TRY IT
All of the data below needs to be set down again, exactly as shown.
● ● ● ● ● ● ●
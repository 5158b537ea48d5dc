use thiserror::Error;

#[derive(Debug, Error)]
pub enum SqlMiddlewareDbError {
    #[cfg(feature = "http")]
    #[error(transparent)]
    HttpError(#[from] reqwest::Error),

    #[error("ClickHouse responded with status {status}: {message}")]
    ServerError { status: u16, message: String },

    #[error("Configuration error: {0}")]
    ConfigError(String),

    #[error("Connection error: {0}")]
    ConnectionError(String),

    #[error("Parameter conversion error: {0}")]
    ParameterError(String),

    /// A bound value has a kind the inline literal rules do not cover.
    #[error("Cannot render a {kind} parameter as a SQL literal")]
    RenderingError { kind: &'static str },

    #[error("SQL execution error: {0}")]
    ExecutionError(String),

    #[error("Unsupported operation: {0}")]
    Unsupported(String),

    #[error("Other database error: {0}")]
    Other(String),
}

impl From<serde_json::Error> for SqlMiddlewareDbError {
    fn from(err: serde_json::Error) -> Self {
        SqlMiddlewareDbError::ExecutionError(format!("malformed ClickHouse JSON: {err}"))
    }
}
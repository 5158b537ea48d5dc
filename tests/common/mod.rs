#![allow(dead_code)]

use std::sync::atomic::{AtomicUsize, Ordering};
use std::sync::{Arc, Mutex};

use async_trait::async_trait;
use clickhouse_middleware::gateway::{
    ClickhouseTransport, InsertRequest, QueryHandle, ResponseHeaders, SUMMARY_HEADER,
    SqlRequest, WriteSummary,
};
use clickhouse_middleware::results::JsonRow;
use clickhouse_middleware::SqlMiddlewareDbError;
use futures_util::StreamExt;
use futures_util::stream;
use serde_json::Value;

#[derive(Debug, Clone)]
pub enum Recorded {
    Query(SqlRequest),
    Insert(InsertRequest),
    Command(SqlRequest),
}

impl Recorded {
    pub fn session_id(&self) -> &str {
        match self {
            Recorded::Query(r) | Recorded::Command(r) => &r.session_id,
            Recorded::Insert(r) => &r.session_id,
        }
    }

    pub fn setting(&self, key: &str) -> Option<&str> {
        let settings = match self {
            Recorded::Query(r) | Recorded::Command(r) => &r.settings,
            Recorded::Insert(r) => &r.settings,
        };
        settings.get(key).map(String::as_str)
    }
}

/// In-memory transport that records every request and answers from canned data.
#[derive(Default)]
pub struct RecordingTransport {
    calls: Mutex<Vec<Recorded>>,
    rows: Vec<JsonRow>,
    summary: Option<String>,
    insert_written: Option<u64>,
    fail: Option<(u16, String)>,
    pulled: Arc<AtomicUsize>,
}

impl RecordingTransport {
    pub fn new() -> Self {
        Self::default()
    }

    pub fn with_rows(mut self, rows: Vec<Value>) -> Self {
        self.rows = rows
            .into_iter()
            .map(|v| match v {
                Value::Object(map) => map,
                other => panic!("row must be an object: {other}"),
            })
            .collect();
        self
    }

    /// Summary header attached to query responses.
    pub fn with_summary(mut self, summary: &str) -> Self {
        self.summary = Some(summary.to_string());
        self
    }

    pub fn with_insert_written(mut self, written: u64) -> Self {
        self.insert_written = Some(written);
        self
    }

    pub fn failing(mut self, status: u16, message: &str) -> Self {
        self.fail = Some((status, message.to_string()));
        self
    }

    pub fn calls(&self) -> Vec<Recorded> {
        self.calls.lock().unwrap().clone()
    }

    /// Rows handed out so far across all query responses.
    pub fn pulled(&self) -> usize {
        self.pulled.load(Ordering::SeqCst)
    }

    fn record(&self, call: Recorded) -> Result<(), SqlMiddlewareDbError> {
        self.calls.lock().unwrap().push(call);
        match &self.fail {
            Some((status, message)) => Err(SqlMiddlewareDbError::ServerError {
                status: *status,
                message: message.clone(),
            }),
            None => Ok(()),
        }
    }
}

#[async_trait]
impl ClickhouseTransport for RecordingTransport {
    async fn query(&self, request: SqlRequest) -> Result<QueryHandle, SqlMiddlewareDbError> {
        self.record(Recorded::Query(request))?;
        let mut headers = ResponseHeaders::new();
        if let Some(summary) = &self.summary {
            headers.append(SUMMARY_HEADER, summary.clone());
        }
        let pulled = Arc::clone(&self.pulled);
        let rows = stream::iter(self.rows.clone().into_iter().map(Ok::<JsonRow, SqlMiddlewareDbError>))
            .inspect(move |_| {
                pulled.fetch_add(1, Ordering::SeqCst);
            })
            .boxed();
        Ok(QueryHandle::new(headers, rows))
    }

    async fn insert(&self, request: InsertRequest) -> Result<WriteSummary, SqlMiddlewareDbError> {
        self.record(Recorded::Insert(request))?;
        Ok(WriteSummary {
            query_id: None,
            written_rows: self.insert_written,
        })
    }

    async fn command(
        &self,
        request: SqlRequest,
    ) -> Result<ResponseHeaders, SqlMiddlewareDbError> {
        self.record(Recorded::Command(request))?;
        Ok(ResponseHeaders::new())
    }
}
● ● ● ● ● ● ●
WRITTEN RESPONSE
repository 5158b537ea48d5dc
use thiserror::Error;

#[derive(Debug, Error)]
pub enum SqlMiddlewareDbError {
    #[cfg(feature = "http")]
    #[error(transparent)]
    HttpError(#[from] reqwest::Error),

    #[error("ClickHouse responded with status {status}: {message}")]
    ServerError { status: u16, message: String },

    #[error("Configuration error: {0}")]
    ConfigError(String),

    #[error("Connection error: {0}")]
    ConnectionError(String),

    #[error("Parameter conversion error: {0}")]
    ParameterError(String),

    /// A bound value has a kind the inline literal rules do not cover.
    #[error("Cannot render a {kind} parameter as a SQL literal")]
    RenderingError { kind: &'static str },

    #[error("SQL execution error: {0}")]
    ExecutionError(String),

    #[error("Unsupported operation: {0}")]
    Unsupported(String),

    #[error("Other database error: {0}")]
    Other(String),
}

impl From<serde_json::Error> for SqlMiddlewareDbError {
    fn from(err: serde_json::Error) -> Self {
        SqlMiddlewareDbError::ExecutionError(format!("malformed ClickHouse JSON: {err}"))
    }
}
repository 5158b537ea48d5dc
filename tests/common/mod.rs
#![allow(dead_code)]

use std::sync::atomic::{AtomicUsize, Ordering};
use std::sync::{Arc, Mutex};

use async_trait::async_trait;
use clickhouse_middleware::gateway::{
    ClickhouseTransport, InsertRequest, QueryHandle, ResponseHeaders, SUMMARY_HEADER,
    SqlRequest, WriteSummary,
};
use clickhouse_middleware::results::JsonRow;
use clickhouse_middleware::SqlMiddlewareDbError;
use futures_util::StreamExt;
use futures_util::stream;
use serde_json::Value;

#[derive(Debug, Clone)]
pub enum Recorded {
    Query(SqlRequest),
    Insert(InsertRequest),
    Command(SqlRequest),
}

impl Recorded {
    pub fn session_id(&self) -> &str {
        match self {
            Recorded::Query(r) | Recorded::Command(r) => &r.session_id,
            Recorded::Insert(r) => &r.session_id,
        }
    }

    pub fn setting(&self, key: &str) -> Option<&str> {
        let settings = match self {
            Recorded::Query(r) | Recorded::Command(r) => &r.settings,
            Recorded::Insert(r) => &r.settings,
        };
        settings.get(key).map(String::as_str)
    }
}

/// In-memory transport that records every request and answers from canned data.
#[derive(Default)]
pub struct RecordingTransport {
    calls: Mutex<Vec<Recorded>>,
    rows: Vec<JsonRow>,
    summary: Option<String>,
    insert_written: Option<u64>,
    fail: Option<(u16, String)>,
    pulled: Arc<AtomicUsize>,
}

impl RecordingTransport {
    pub fn new() -> Self {
        Self::default()
    }

    pub fn with_rows(mut self, rows: Vec<Value>) -> Self {
        self.rows = rows
            .into_iter()
            .map(|v| match v {
                Value::Object(map) => map,
                other => panic!("row must be an object: {other}"),
            })
            .collect();
        self
    }

    /// Summary header attached to query responses.
    pub fn with_summary(mut self, summary: &str) -> Self {
        self.summary = Some(summary.to_string());
        self
    }

    pub fn with_insert_written(mut self, written: u64) -> Self {
        self.insert_written = Some(written);
        self
    }

    pub fn failing(mut self, status: u16, message: &str) -> Self {
        self.fail = Some((status, message.to_string()));
        self
    }

    pub fn calls(&self) -> Vec<Recorded> {
        self.calls.lock().unwrap().clone()
    }

    /// Rows handed out so far across all query responses.
    pub fn pulled(&self) -> usize {
        self.pulled.load(Ordering::SeqCst)
    }

    fn record(&self, call: Recorded) -> Result<(), SqlMiddlewareDbError> {
        self.calls.lock().unwrap().push(call);
        match &self.fail {
            Some((status, message)) => Err(SqlMiddlewareDbError::ServerError {
                status: *status,
                message: message.clone(),
            }),
            None => Ok(()),
        }
    }
}

#[async_trait]
impl ClickhouseTransport for RecordingTransport {
    async fn query(&self, request: SqlRequest) -> Result<QueryHandle, SqlMiddlewareDbError> {
        self.record(Recorded::Query(request))?;
        let mut headers = ResponseHeaders::new();
        if let Some(summary) = &self.summary {
            headers.append(SUMMARY_HEADER, summary.clone());
        }
        let pulled = Arc::clone(&self.pulled);
        let rows = stream::iter(self.rows.clone().into_iter().map(Ok::<JsonRow, SqlMiddlewareDbError>))
            .inspect(move |_| {
                pulled.fetch_add(1, Ordering::SeqCst);
            })
            .boxed();
        Ok(QueryHandle::new(headers, rows))
    }

    async fn insert(&self, request: InsertRequest) -> Result<WriteSummary, SqlMiddlewareDbError> {
        self.record(Recorded::Insert(request))?;
        Ok(WriteSummary {
            query_id: None,
            written_rows: self.insert_written,
        })
    }

    async fn command(
        &self,
        request: SqlRequest,
    ) -> Result<ResponseHeaders, SqlMiddlewareDbError> {
        self.record(Recorded::Command(request))?;
        Ok(ResponseHeaders::new())
    }
}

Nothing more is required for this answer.